In a decision expected to draw opposition from religious conservatives, the Department of Health and Human Services issued a final rule requiring affiliated groups to provide a broad range of services, from implanted contraceptive devices to the morning-after pill. Many do not at present.

The government's decision does not apply to churches, synagogues, mosques, temples and some religiously-affiliated elementary and secondary schools, which remain exempt.

But it comes as a blow to the interests of some religious authorities.

When HHS first announced plans to adopt the birth control rule last August, it stirred protests from religious groups including the Roman Catholic Church that wanted the exemption to apply to a broader category of organizations. The Catholic Church holds contraception to be sinful.

The change, intended to reduce unwanted pregnancies and abortions, is part of President Barack Obama's healthcare overhaul, his signature domestic policy achievement, which is facing major challenges from the Supreme Court and Republicans this year as the president seeks re-election.

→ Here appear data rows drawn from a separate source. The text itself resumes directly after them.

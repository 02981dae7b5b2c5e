//! Recovery module - fatigue accumulation, decay, classification and recommendations
//!
//! Features:
//! - Session volume folded into per-muscle fatigue (read-decay-add-write)
//! - Exponential decay applied lazily on every read
//! - Recovered / recovering / fatigued classification with recovery ETA
//! - Next-workout split recommendation with rotation tie-break

pub mod aggregator;
pub mod classifier;
pub mod decay;
pub mod recommender;

pub use aggregator::{SessionContribution, VolumeAggregator};
pub use classifier::{MuscleStatus, RecoveryStatus};
pub use recommender::{NeedsRest, RecoveryRecommendation, Recommender, SplitReadiness};

use chrono::{DateTime, Utc};
use serde::{Deserialize, Serialize};
use tracing::{debug, info, warn};

use crate::config::EngineConfig;
use crate::db::{Database, MuscleFatigueRecord, RecoveryLogEntry};
use crate::error::{RecoveryError, Result};
use crate::muscles::{MuscleGroup, SuggestedWorkout};
use crate::session::SessionLog;

/// Result of handing a completed session to the engine
#[derive(Debug, Clone, PartialEq, Serialize, Deserialize)]
#[serde(rename_all = "camelCase")]
pub struct RecordOutcome {
    pub session_id: String,
    /// `false` when the session id was already applied
    pub applied: bool,
    /// Muscle states right after the session
    pub updated: Vec<MuscleStatus>,
}

/// Classify every taxonomy muscle, defaulting the ones without a stored row
fn classify_all(user_id: &str, stored: &[MuscleFatigueRecord], now: DateTime<Utc>) -> Vec<MuscleStatus> {
    MuscleGroup::all()
        .iter()
        .map(|group| match stored.iter().find(|r| r.muscle_group == *group) {
            Some(record) => MuscleStatus::from_record(record, now),
            None => MuscleStatus::from_record(&MuscleFatigueRecord::untrained(user_id, *group), now),
        })
        .collect()
}

/// Stateless between calls: everything lives in the database
pub struct RecoveryEngine {
    db: Database,
    config: EngineConfig,
}

impl RecoveryEngine {
    pub fn new(db: Database, config: EngineConfig) -> Self {
        Self { db, config }
    }

    pub fn config(&self) -> &EngineConfig {
        &self.config
    }

    /// Live state of every muscle group as of `now`
    pub fn fatigue_report(&self, user_id: &str, now: DateTime<Utc>) -> Result<Vec<MuscleStatus>> {
        let stored = self.db.get_fatigue_records(user_id)?;
        Ok(classify_all(user_id, &stored, now))
    }

    /// Ready / needs-rest lists and a suggested split as of `now`
    pub fn recommend(&self, user_id: &str, now: DateTime<Utc>) -> Result<RecoveryRecommendation> {
        let statuses = self.fatigue_report(user_id, now)?;
        let last_suggested = self.db.last_suggested_workout(user_id)?;
        Ok(Recommender::new(&self.config).recommend(statuses, last_suggested))
    }

    /// Applied sessions, newest first
    pub fn history(&self, user_id: &str, limit: usize) -> Result<Vec<RecoveryLogEntry>> {
        self.db.get_recovery_log(user_id, limit)
    }

    /// Account deletion cascade
    pub fn delete_user(&mut self, user_id: &str) -> Result<usize> {
        let removed = self.db.delete_user_data(user_id)?;
        info!(user_id, removed, "Deleted recovery data");
        Ok(removed)
    }

    /// Fold a completed session into the user's fatigue records.
    ///
    /// The whole session is validated against the taxonomy before storage is
    /// touched. Concurrent writers are detected per row and the fold is
    /// retried from a fresh read.
    pub fn record_session(&mut self, session: &SessionLog) -> Result<RecordOutcome> {
        session.validate()?;
        let contributions = VolumeAggregator::new(&self.config).session_volumes(session)?;

        let attempts = self.config.max_write_attempts.max(1);
        for attempt in 1..=attempts {
            match self.try_record(session, &contributions) {
                Ok(outcome) => {
                    if outcome.applied {
                        info!(
                            user_id = %session.user_id,
                            session_id = %session.session_id,
                            muscles = outcome.updated.len(),
                            "Recorded session"
                        );
                    } else {
                        info!(
                            user_id = %session.user_id,
                            session_id = %session.session_id,
                            "Session already recorded, skipping"
                        );
                    }
                    return Ok(outcome);
                }
                Err(e) if e.is_retryable() => {
                    warn!(
                        user_id = %session.user_id,
                        session_id = %session.session_id,
                        attempt,
                        error = %e,
                        "Fatigue write conflict, retrying"
                    );
                }
                Err(e) => return Err(e),
            }
        }

        Err(RecoveryError::WriteConflict { attempts })
    }

    fn try_record(
        &mut self,
        session: &SessionLog,
        contributions: &[SessionContribution],
    ) -> Result<RecordOutcome> {
        let config = &self.config;
        let user_id = session.user_id.as_str();
        let trained_at = session.completed_at;

        self.db.write_transaction(|tx| {
            if tx.session_recorded(user_id, &session.session_id)? {
                return Ok(RecordOutcome {
                    session_id: session.session_id.clone(),
                    applied: false,
                    updated: Vec::new(),
                });
            }

            let stored = tx.fatigue_records(user_id)?;

            // What the user would have been told right before this session
            let before = classify_all(user_id, &stored, trained_at);
            let last_suggested = tx.last_suggested_workout(user_id)?;
            let recommender = Recommender::new(config);
            let suggested: SuggestedWorkout =
                recommender.choose(&recommender.split_readiness(&before), last_suggested);

            let aggregator = VolumeAggregator::new(config);
            let mut updated = Vec::with_capacity(contributions.len());
            for contribution in contributions {
                let current = stored
                    .iter()
                    .find(|r| r.muscle_group == contribution.muscle_group)
                    .cloned()
                    .unwrap_or_else(|| MuscleFatigueRecord::untrained(user_id, contribution.muscle_group));

                let next = aggregator.apply(&current, contribution, trained_at);
                debug!(
                    muscle = %contribution.muscle_group,
                    volume = contribution.volume,
                    before = current.fatigue_level,
                    after = next.fatigue_level,
                    "Folded session volume"
                );
                tx.write_record(&next)?;
                updated.push(MuscleStatus::from_record(&next, trained_at));
            }

            let touched: Vec<MuscleGroup> = contributions.iter().map(|c| c.muscle_group).collect();
            tx.append_log(user_id, &session.session_id, trained_at, &touched, Some(suggested))?;

            Ok(RecordOutcome {
                session_id: session.session_id.clone(),
                applied: true,
                updated,
            })
        })
    }
}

"This decision was made after very careful consideration, including the important concerns some have raised about religious liberty," Health and Human Services Secretary Kathleen Sebelius said in a statement.

"This proposal strikes the appropriate balance between respecting religious freedom and increasing access to important preventive services."

Religious-affiliated nonprofit organizations, many of which currently do not offer birth control coverage, have until August 1, 2013, to comply with the new rule. Other employers must begin covering the services from August 1, 2012.

(Reporting By David Morgan; Editing by Vicki Allen)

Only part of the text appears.